Sociedade, Trofa

Trofa coopera no Plano de Acção Contra o Trafico de Seres Humanos

A Câmara Municipal da Trofa vai aderir ao Plano de Acção contra o Tráfico de Seres Humanos, uma iniciativa que visa informar e sensibilizar a população acerca deste problema social actual. Esta é uma iniciativa pertinente na medida em que o tráfico de seres humanos está a inundar cada vez mais a sociedade, tendo, nos dias de hoje, um impacto económico comparável ao tráfico de droga e de armas.  

Esta problemática atinge diversas realidades como são o caso da migração, do crime organizado, da exploração laboral e sexual, das assimetrias entre os países desenvolvidos e os carenciados, bem como questões de género, direitos humanos e quebra de suportes familiares e comunitários. 

As mulheres, devido à constante feminização da pobreza, e as crianças são os grupos mais vulneráveis a tornarem-se vítimas de tráfico e, portanto, têm atenção redobrada na protecção e apoio neste Plano de Acção. As crianças, segundo um estudo da Organização para a Segurança e Cooperação na Europa, representam mais de 30% do trafico de seres humanos no mundo, estimando-se que, anualmente, 1,2 milhões de crianças são vendidas para mão-de-obra na agricultura, minas ou para exploração sexual.  

O Plano de Acção contra o Tráfico de Seres Humanos tem o intuito de partilhar responsabilidades entre a sociedade civil e entidades governamentais, de modo a pôr em prática de forma eficaz as diferentes estratégias do Plano, que se encontram estruturadas em quatro áreas diferentes.  

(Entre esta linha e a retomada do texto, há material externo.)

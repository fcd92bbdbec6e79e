// Copyright 2022 Google LLC
//
// Licensed under the Apache License, Version 2.0 (the "License");
// you may not use this file except in compliance with the License.
// You may obtain a copy of the License at
//
//     https://www.apache.org/licenses/LICENSE-2.0
//
// Unless required by applicable law or agreed to in writing, software
// distributed under the License is distributed on an "AS IS" BASIS,
// WITHOUT WARRANTIES OR CONDITIONS OF ANY KIND, either express or implied.
// See the License for the specific language governing permissions and
// limitations under the License.

// Arm/wake/poll protocol driven by the initiator against one tile.

use crate::backoff::Backoff;
use crate::ctrl_regs::ctrl_reg_addr;
use crate::wakeup::WakeupMailbox;
use brg_reg_constants::ctrl_regs::*;
use brg_tile_interface::{
    BackoffConfig, BrgError, CoreSlot, Delay, RegisterAccess, RegisterId, TileCoordinate,
    TileStatus,
};
use log::{trace, warn};

// Mode and done registers are shared per tile and live in core 0's bank.
const TILE_CTRL_CORE: CoreSlot = 0;

/// Outcome of waiting on one tile.
#[derive(Clone, Copy, Debug, Eq, PartialEq)]
pub struct PollReport {
    pub tile: TileCoordinate,
    pub status: TileStatus,
    /// DONE_IFC as read; differs from `status` for unrecognized values.
    pub raw: u32,
    pub polls: u32,
    /// Delay iterations spent between polls.
    pub waited: u64,
    pub backoff_capped: bool,
}
impl PollReport {
    pub fn succeeded(&self) -> bool { self.status == TileStatus::Success }

    /// The poll budget ran out with the tile still RUNNING.
    pub fn timed_out(&self) -> bool { !self.status.is_terminal() }

    /// Maps a spent poll budget to `BrgError::Timeout` and any other
    /// non-SUCCESS status to `BrgError::TileFailure`.
    pub fn check(&self) -> Result<(), BrgError> {
        match self.status {
            TileStatus::Success => Ok(()),
            TileStatus::Running => Err(BrgError::Timeout {
                tile: self.tile,
                polls: self.polls,
            }),
            TileStatus::Failure => Err(BrgError::TileFailure {
                tile: self.tile,
                status: self.raw,
            }),
        }
    }
}

/// Drives the control protocol for tiles with |cores_per_tile| cores.
pub struct TileController<'a, R: RegisterAccess + ?Sized, D: Delay + ?Sized> {
    regs: &'a R,
    mailbox: &'a WakeupMailbox,
    delay: &'a D,
    cores_per_tile: u8,
    backoff: BackoffConfig,
    max_polls: Option<u32>,
}
impl<'a, R: RegisterAccess + ?Sized, D: Delay + ?Sized> TileController<'a, R, D> {
    pub fn new(regs: &'a R, mailbox: &'a WakeupMailbox, delay: &'a D, cores_per_tile: u8) -> Self {
        Self {
            regs,
            mailbox,
            delay,
            cores_per_tile,
            backoff: BackoffConfig::DEFAULT,
            max_polls: None,
        }
    }

    pub fn with_backoff(mut self, backoff: BackoffConfig) -> Self {
        self.backoff = backoff;
        self
    }

    /// Bounds `await_completion` to |max_polls| reads; None waits forever.
    /// The budget always covers at least one read, so `Some(0)` reads once.
    pub fn with_max_polls(mut self, max_polls: Option<u32>) -> Self {
        self.max_polls = max_polls.map(|max| max.max(1));
        self
    }

    pub fn cores_per_tile(&self) -> u8 { self.cores_per_tile }

    pub fn write_reg(&self, tile: TileCoordinate, core: CoreSlot, reg: RegisterId, value: u32) {
        let addr = ctrl_reg_addr(tile, core, reg);
        trace!("WRITE {} core {} {:?} @ {} = {:#x}", tile, core, reg, addr, value);
        self.regs.write_register(addr.0, value);
    }

    pub fn read_reg(&self, tile: TileCoordinate, core: CoreSlot, reg: RegisterId) -> u32 {
        let addr = ctrl_reg_addr(tile, core, reg);
        let value = self.regs.read_register(addr.0);
        trace!("READ {} core {} {:?} @ {} -> {:#x}", tile, core, reg, addr, value);
        value
    }

    /// Latches normal run mode, disables address sign extension and raises
    /// the go bit on every core. Must complete before the tile is woken.
    pub fn arm(&self, tile: TileCoordinate) {
        self.write_reg(tile, TILE_CTRL_CORE, RegisterId::GoIfc, CTRL_REG_GO_IFC_MODE_NORMAL);
        self.write_reg(tile, TILE_CTRL_CORE, RegisterId::AddrSextEn, CTRL_REG_ADDR_SEXT_EN_DISABLE);
        for core in 0..self.cores_per_tile {
            self.write_reg(tile, core, RegisterId::GoBit, CTRL_REG_GOBIT_ENABLE);
        }
    }

    pub fn wake(&self, tile: TileCoordinate) { self.mailbox.send_wakeup(self.regs, tile); }

    pub fn arm_and_wake(&self, tile: TileCoordinate) {
        self.arm(tile);
        self.wake(tile);
    }

    /// One read of the tile's done interface.
    pub fn poll_status(&self, tile: TileCoordinate) -> (TileStatus, u32) {
        let raw = self.read_reg(tile, TILE_CTRL_CORE, RegisterId::DoneIfc);
        (TileStatus::from(raw), raw)
    }

    /// Polls until the tile leaves RUNNING, backing off between reads.
    /// If a poll budget is set and spent the report still reads RUNNING
    /// (see `PollReport::timed_out`); polls, wait time and cap state are
    /// kept either way.
    pub fn await_completion(&self, tile: TileCoordinate) -> PollReport {
        let mut backoff = Backoff::new(&self.backoff);
        let mut polls = 0u32;
        let mut waited = 0u64;
        let mut backoff_capped = false;
        loop {
            let (status, raw) = self.poll_status(tile);
            polls = polls.saturating_add(1);
            let spent = self.max_polls.map_or(false, |max| polls >= max);
            if status.is_terminal() || spent {
                return PollReport {
                    tile,
                    status,
                    raw,
                    polls,
                    waited,
                    backoff_capped,
                };
            }
            if !backoff_capped && backoff.is_capped() {
                warn!("tile {} still running after {} polls; back-off at cap", tile, polls);
                backoff_capped = true;
            }
            let n = backoff.next().unwrap_or(self.backoff.max);
            self.delay.delay(n);
            waited += n as u64;
        }
    }
}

A primeira estratégia é dar a conhecer e disseminar a informação para que a população fique a par deste fenómeno social que é o tráfico humano, de forma a adequar-se as diversas áreas de actuação à nossa realidade e assim minimizar o impacto deste flagelo na sociedade.  

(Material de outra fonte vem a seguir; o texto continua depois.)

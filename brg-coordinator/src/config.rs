// Copyright 2022 Google LLC
//
// Licensed under the Apache License, Version 2.0 (the "License");
// you may not use this file except in compliance with the License.
// You may obtain a copy of the License at
//
//     https://www.apache.org/licenses/LICENSE-2.0
//
// Unless required by applicable law or agreed to in writing, software
// distributed under the License is distributed on an "AS IS" BASIS,
// WITHOUT WARRANTIES OR CONDITIONS OF ANY KIND, either express or implied.
// See the License for the specific language governing permissions and
// limitations under the License.

// Run configuration, resolved once at startup.

use crate::topology::{Identity, Role, Topology};
use brg_tile_interface::{ArchVariant, BackoffConfig, BrgError, CompletionPolicy};

#[derive(Clone, Copy, Debug, Eq, PartialEq)]
pub struct FabricConfig {
    pub arch: ArchVariant,
    pub topology: Topology,
    pub backoff: BackoffConfig,
    /// Completion poll budget per tile; None polls forever. The budget
    /// covers at least one read.
    pub max_polls: Option<u32>,
    pub policy: CompletionPolicy,
}
impl FabricConfig {
    /// The one supported fabric generation, driven from the host.
    pub const BRG: FabricConfig = FabricConfig {
        arch: ArchVariant::Rv64,
        topology: Topology::BRG,
        backoff: BackoffConfig::DEFAULT,
        max_polls: None,
        policy: CompletionPolicy::FailFast,
    };

    pub fn validate(&self) -> Result<(), BrgError> { self.topology.validate() }

    /// Maps the caller's identity to its role under this configuration.
    /// On the host only thread 0 initiates; on a tile the core's logical
    /// thread id comes from the topology table.
    pub fn role(&self, identity: Identity) -> Result<Role, BrgError> {
        match (self.arch, identity) {
            (ArchVariant::Rv64, Identity::Host { thread: 0 }) => Ok(Role::Initiator),
            (ArchVariant::Rv64, Identity::Host { .. }) => Ok(Role::Bystander),
            (ArchVariant::Rv32, Identity::Tile { tile, core }) => {
                let thread_id = self.topology.thread_id(tile, core)?;
                Ok(Role::Worker {
                    tile,
                    core,
                    thread_id,
                })
            }
            (ArchVariant::Rv32, Identity::Host { thread }) => Err(BrgError::InvalidThreadId(thread)),
            (ArchVariant::Rv64, Identity::Tile { tile, .. }) => Err(BrgError::InvalidTopology(tile)),
        }
    }
}
impl Default for FabricConfig {
    fn default() -> Self { Self::BRG }
}
#[cfg(test)]
mod tests {
    use super::*;
    use brg_tile_interface::{TileCoordinate, WorkloadCrcs, PERFORMANCE_SEEDS, VALIDATION_SEEDS};

    #[test]
    fn crc_primitives() {
        assert_eq!(crcu8(0xa5, 0xffff), 0x3b7f);
        assert_eq!(crcu16(0x1234, 0), 0xcd96);
        assert_eq!(crcu32(0xdead_beef, 0), 0x38a8);
        assert_eq!(crc16(0x1234, 0), crcu16(0x1234, 0));
    }

    #[test]
    fn known_seedcrcs() {
        assert_eq!(seedcrc(&PERFORMANCE_SEEDS, 2000), 0x8a02);
        assert_eq!(seedcrc(&VALIDATION_SEEDS, 2000), 0x7b05);
        assert_eq!(seedcrc(&[8, 8, 8], 400), 0x4eaf);
        assert_eq!(seedcrc(&PERFORMANCE_SEEDS, 666), 0xe9f5);
        assert_eq!(seedcrc(&VALIDATION_SEEDS, 666), 0x18f2);
        assert_eq!(KnownRun::from_seedcrc(0xe9f5), Some(KnownRun::Performance2k));
        assert_eq!(KnownRun::from_seedcrc(0x0000), None);
        assert_eq!(KnownRun::Validation2k.expected(Algorithms::STATE), Some(0x8d84));
    }

    fn publish_all<const N: usize>(arena: &ResultArena<N>, args: WorkloadArgs, crcs: WorkloadCrcs) {
        for thread_id in 0..N {
            arena
                .publish(ThreadResult {
                    thread_id,
                    tile: TileCoordinate::new(0, 2),
                    core: thread_id as u8,
                    args,
                    size: args.size_per_algorithm(),
                    crcs,
                })
                .unwrap();
        }
    }

    const GOOD_2K: WorkloadCrcs = WorkloadCrcs {
        crc: 0,
        crc_list: 0xe714,
        crc_matrix: 0x1fd7,
        crc_state: 0x8e3a,
    };

    /// Reference CRCs over a long enough run validate and produce a score.
    #[test]
    fn validated_performance_run() {
        let arena = ResultArena::<4>::new();
        let args = WorkloadArgs::new([0, 0, 0], 10).with_defaults();
        publish_all(&arena, args, GOOD_2K);
        let report = BenchmarkReport::new(&arena, 4, 20 * EE_TICKS_PER_SEC).unwrap();
        assert_eq!(report.known(), Some(KnownRun::Performance2k));
        assert_eq!(report.validation(), Validation::Validated);
        assert_eq!(report.total_iterations(), 40);
        assert_eq!(report.score(), Some(2.0));
        let text = format!("{}", report);
        assert!(text.contains("2K performance run parameters"));
        assert!(text.contains("[3]crcstate      : 0x8e3a"));
        assert!(text.contains("CoreMark 1.0 : 2.000000"));
    }

    #[test]
    fn short_run_is_an_error() {
        let arena = ResultArena::<2>::new();
        publish_all(&arena, WorkloadArgs::default().with_defaults(), GOOD_2K);
        let report = BenchmarkReport::new(&arena, 2, 1000).unwrap();
        assert!(report.too_short());
        assert_eq!(report.validation(), Validation::Errors(1));
        assert_eq!(report.score(), None);
        assert!(format!("{}", report).contains("Must execute for at least 10 secs"));
    }

    #[test]
    fn crc_mismatch_reported() {
        let arena = ResultArena::<2>::new();
        let crcs = WorkloadCrcs {
            crc_matrix: 0xbad0,
            ..GOOD_2K
        };
        publish_all(&arena, WorkloadArgs::default().with_defaults(), crcs);
        let report = BenchmarkReport::new(&arena, 2, 20 * EE_TICKS_PER_SEC).unwrap();
        let mismatches: Vec<_> = report.mismatches().collect();
        assert_eq!(mismatches.len(), 2);
        assert_eq!(mismatches[1].thread_id, 1);
        assert_eq!(mismatches[1].algorithm, Algorithms::MATRIX);
        assert_eq!(
            format!("{}", mismatches[0]),
            "[0]ERROR! matrix crc 0xbad0 - should be 0x1fd7"
        );
        assert_eq!(report.validation(), Validation::Errors(2));
    }

    /// Only enabled algorithms are checked.
    #[test]
    fn disabled_algorithm_ignored() {
        let arena = ResultArena::<1>::new();
        let mut args = WorkloadArgs::new([8, 8, 8], 1);
        args.execs = Algorithms::all();
        args.total_data_size = 1200;
        let crcs = WorkloadCrcs {
            crc: 0,
            crc_list: 0x6a79,
            crc_matrix: 0x5608,
            crc_state: 0,
        };
        publish_all(&arena, args, crcs);
        let report = BenchmarkReport::new(&arena, 1, 20 * EE_TICKS_PER_SEC).unwrap();
        assert_eq!(report.known(), Some(KnownRun::ProfileGeneration));
        assert_eq!(report.mismatches().count(), 1);

        let arena = ResultArena::<1>::new();
        args.execs = Algorithms::LIST | Algorithms::MATRIX;
        args.total_data_size = 800;
        publish_all(&arena, args, crcs);
        let report = BenchmarkReport::new(&arena, 1, 20 * EE_TICKS_PER_SEC).unwrap();
        assert_eq!(report.validation(), Validation::Validated);
    }

    #[test]
    fn unknown_seeds() {
        let arena = ResultArena::<1>::new();
        publish_all(&arena, WorkloadArgs::new([5, 6, 7], 1).with_defaults(), GOOD_2K);
        let report = BenchmarkReport::new(&arena, 1, 20 * EE_TICKS_PER_SEC).unwrap();
        assert_eq!(report.validation(), Validation::Unknown);
        assert_eq!(report.mismatches().count(), 0);
    }

    #[test]
    fn missing_slot() {
        let arena = ResultArena::<3>::new();
        let args = WorkloadArgs::default().with_defaults();
        arena
            .publish(ThreadResult {
                thread_id: 0,
                tile: TileCoordinate::new(0, 2),
                core: 0,
                args,
                size: args.size_per_algorithm(),
                crcs: GOOD_2K,
            })
            .unwrap();
        let report = BenchmarkReport::new(&arena, 3, 20 * EE_TICKS_PER_SEC).unwrap();
        assert_eq!(report.missing().collect::<Vec<_>>(), [1, 2]);
        assert_eq!(report.validation(), Validation::Errors(2));
        assert!(BenchmarkReport::new(&ResultArena::<1>::new(), 1, 0).is_none());
    }

    struct CapturingLogger(std::sync::Mutex<Vec<(String, String)>>);
    impl log::Log for CapturingLogger {
        fn enabled(&self, _metadata: &log::Metadata) -> bool { true }
        fn log(&self, record: &log::Record) {
            let mut records = self.0.lock().unwrap();
            records.push((record.target().to_string(), record.args().to_string()));
        }
        fn flush(&self) {}
    }
    static LOGGER: CapturingLogger = CapturingLogger(std::sync::Mutex::new(Vec::new()));

    /// Verdict lines go out under the same target as the run log.
    #[test]
    fn summary_log_target() {
        let _ = log::set_logger(&LOGGER);
        log::set_max_level(log::LevelFilter::Info);

        let arena = ResultArena::<2>::new();
        let args = WorkloadArgs::default().with_defaults();
        arena
            .publish(ThreadResult {
                thread_id: 0,
                tile: TileCoordinate::new(0, 2),
                core: 0,
                args,
                size: args.size_per_algorithm(),
                crcs: WorkloadCrcs {
                    crc_list: 0xbad0,
                    ..GOOD_2K
                },
            })
            .unwrap();
        let report = BenchmarkReport::new(&arena, 2, 20 * EE_TICKS_PER_SEC).unwrap();
        report.log_summary();

        let records = LOGGER.0.lock().unwrap();
        let ours: Vec<_> = records
            .iter()
            .filter(|(_, msg)| {
                msg.starts_with("[0]ERROR! list crc")
                    || msg.starts_with("[1]ERROR! no result")
                    || msg.starts_with("Errors detected")
            })
            .collect();
        assert_eq!(ours.len(), 3);
        assert!(ours.iter().all(|(target, _)| target == "BRG"));
    }
}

A segunda estratégia, com a temática “prevenir, sensibilizar e formar”, pretende combater este fenómeno logo na sua fase inicial. A sensibilização da população em geral, através de campanhas de informação, revela-se igualmente como um elemento de responsabilização e acção de cidadania. A vertente da formação é também crucial no que diz respeito à obtenção de dados eficazes, consistentes e criteriosos.  

Outra das estratégias incluídas no Plano de Acção está relacionada com a protecção, apoio e integração das vítimas de tráfico. Torna-se, portanto, necessário um conjunto de áreas que tenham em comum o interesse das vítimas. A autorização de residência, o apoio psicológico e jurídico, o acesso a programas oficiais para a sua inserção na vida social e a possibilidade de retorno voluntário e seguro ao país de origem são elementos fulcrais na promoção e efectivação dos direitos humanos.  

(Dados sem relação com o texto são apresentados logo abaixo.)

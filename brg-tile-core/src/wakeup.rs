// Copyright 2022 Google LLC
//
// Licensed under the Apache License, Version 2.0 (the "License");
// you may not use this file except in compliance with the License.
// You may obtain a copy of the License at
//
//     https://www.apache.org/licenses/LICENSE-2.0
//
// Unless required by applicable law or agreed to in writing, software
// distributed under the License is distributed on an "AS IS" BASIS,
// WITHOUT WARRANTIES OR CONDITIONS OF ANY KIND, either express or implied.
// See the License for the specific language governing permissions and
// limitations under the License.

// Wakeup interrupt encoding and delivery.

use brg_reg_constants::wakeup::*;
use brg_tile_interface::{RegisterAccess, TileCoordinate};
use log::trace;
use modular_bitfield::prelude::*;
use spin::Mutex;

/// Layout of the word written to the wakeup mailbox, before byte swapping.
#[bitfield(bits = 64)]
#[derive(Clone, Copy, Debug, Eq, PartialEq)]
pub struct WakeupWord {
    pub trigger: bool,
    #[skip]
    _reserved0: B14,
    pub opcode: B3,
    pub tile_x: B8,
    pub tile_y: B8,
    #[skip]
    _reserved1: B29,
    pub valid: bool,
}
impl WakeupWord {
    /// The "wake" interrupt addressed to |tile|.
    pub fn wake(tile: TileCoordinate) -> Self {
        WakeupWord::new()
            .with_valid(true)
            .with_tile_y(tile.y)
            .with_tile_x(tile.x)
            .with_opcode(BRG_WAKEUP_OPCODE_WAKE)
            .with_trigger(true)
    }

    pub fn to_u64(self) -> u64 { u64::from_le_bytes(self.into_bytes()) }
    pub fn from_u64(word: u64) -> Self { WakeupWord::from_bytes(word.to_le_bytes()) }

    /// The value as it must appear on the mailbox bus.
    pub fn to_mailbox(self) -> u64 { self.to_u64().swap_bytes() }
    pub fn from_mailbox(word: u64) -> Self { WakeupWord::from_u64(word.swap_bytes()) }

    /// Returns the addressed tile if this is a valid, triggered wake request.
    pub fn wake_target(&self) -> Option<TileCoordinate> {
        if self.valid() && self.trigger() && self.opcode() == BRG_WAKEUP_OPCODE_WAKE {
            Some(TileCoordinate::new(self.tile_x(), self.tile_y()))
        } else {
            None
        }
    }
}

/// The fabric-wide inbound interrupt mailbox. At most one mailbox write is
/// ever in flight; the lock is held across the write.
pub struct WakeupMailbox {
    addr: u64,
    lock: Mutex<()>,
}
impl WakeupMailbox {
    pub const fn new() -> Self { Self::at(BRG_WAKEUP_MAILBOX_ADDR) }
    pub const fn at(addr: u64) -> Self {
        Self {
            addr,
            lock: Mutex::new(()),
        }
    }

    pub fn addr(&self) -> u64 { self.addr }

    /// Delivers the wake interrupt to |tile|. Fire and forget: exactly one
    /// mailbox write, no acknowledgement.
    pub fn send_wakeup<R: RegisterAccess + ?Sized>(&self, regs: &R, tile: TileCoordinate) {
        let word = WakeupWord::wake(tile).to_mailbox();
        let _guard = self.lock.lock();
        trace!("WAKE {} {:#018x} -> {:#x}", tile, word, self.addr);
        regs.write_register64(self.addr, word);
    }
}
impl Default for WakeupMailbox {
    fn default() -> Self { Self::new() }
}
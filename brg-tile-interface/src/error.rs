// Copyright 2022 Google LLC
//
// Licensed under the Apache License, Version 2.0 (the "License");
// you may not use this file except in compliance with the License.
// You may obtain a copy of the License at
//
//     https://www.apache.org/licenses/LICENSE-2.0
//
// Unless required by applicable law or agreed to in writing, software
// distributed under the License is distributed on an "AS IS" BASIS,
// WITHOUT WARRANTIES OR CONDITIONS OF ANY KIND, either express or implied.
// See the License for the specific language governing permissions and
// limitations under the License.

use crate::{CoreSlot, LogicalThreadId, TileCoordinate, TilePhase};
use core::fmt;
use num_enum::{FromPrimitive, IntoPrimitive};

/// Terminal outcomes of a bring-up run. None of these are retried; they
/// are surfaced through the process exit code and a diagnostic line.
#[derive(Clone, Copy, Debug, Eq, PartialEq)]
pub enum BrgError {
    /// The coordinate is not in the fabric's tile table.
    InvalidTopology(TileCoordinate),
    /// The core slot is beyond the tile's core count.
    InvalidCoreSlot { tile: TileCoordinate, core: CoreSlot },
    /// DONE_IFC settled on something other than SUCCESS.
    TileFailure { tile: TileCoordinate, status: u32 },
    /// The tile was still RUNNING when the poll budget ran out.
    Timeout { tile: TileCoordinate, polls: u32 },
    InvalidThreadId(LogicalThreadId),
    SlotAlreadyWritten(LogicalThreadId),
    /// A tile was driven out of protocol order.
    ProtocolViolation { tile: TileCoordinate, phase: TilePhase },
}
impl fmt::Display for BrgError {
    fn fmt(&self, f: &mut fmt::Formatter) -> fmt::Result {
        match self {
            BrgError::InvalidTopology(tile) => write!(f, "tile {} is not part of the fabric", tile),
            BrgError::InvalidCoreSlot { tile, core } => {
                write!(f, "core {} does not exist on tile {}", core, tile)
            }
            BrgError::TileFailure { tile, status } => {
                write!(f, "tile {} failed with status {}", tile, status)
            }
            BrgError::Timeout { tile, polls } => {
                write!(f, "tile {} still running after {} polls", tile, polls)
            }
            BrgError::InvalidThreadId(id) => write!(f, "thread id {} out of range", id),
            BrgError::SlotAlreadyWritten(id) => write!(f, "result slot {} already written", id),
            BrgError::ProtocolViolation { tile, phase } => {
                write!(f, "tile {} driven out of order while {:?}", tile, phase)
            }
        }
    }
}

/// Process exit status of the initiator.
#[repr(u8)]
#[derive(Debug, Default, Eq, PartialEq, FromPrimitive, IntoPrimitive)]
pub enum BrgExitCode {
    Success = 0,
    TileFailure = 1,
    InvalidTopology = 2,
    Timeout = 3,
    #[default]
    UnknownError,
}

impl From<&BrgError> for BrgExitCode {
    fn from(err: &BrgError) -> BrgExitCode {
        match err {
            BrgError::TileFailure { .. } => BrgExitCode::TileFailure,
            BrgError::InvalidTopology(_)
            | BrgError::InvalidCoreSlot { .. }
            | BrgError::InvalidThreadId(_) => BrgExitCode::InvalidTopology,
            BrgError::Timeout { .. } => BrgExitCode::Timeout,
            BrgError::SlotAlreadyWritten(_) | BrgError::ProtocolViolation { .. } => {
                BrgExitCode::UnknownError
            }
        }
    }
}

impl<T> From<&Result<T, BrgError>> for BrgExitCode {
    fn from(result: &Result<T, BrgError>) -> BrgExitCode {
        match result {
            Ok(_) => BrgExitCode::Success,
            Err(e) => BrgExitCode::from(e),
        }
    }
}

impl From<BrgExitCode> for Result<(), BrgExitCode> {
    fn from(code: BrgExitCode) -> Result<(), BrgExitCode> {
        if code == BrgExitCode::Success {
            Ok(())
        } else {
            Err(code)
        }
    }
}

A investigação criminal e a repressão ao tráfico são outras das estratégias do Plano. Para tal torna-se necessária a cooperação internacional, através de instituições como a Europol e a Interpol, no combate ao crime organizado e na canalização de meios humanos e recursos financeiros para enfrentar o flagelo.  

Este Plano, com duração de três anos, abrange toda uma série de situações de exploração, não se restringindo só às questões de exploração sexual mas envolvendo igualmente casos de natureza laboral.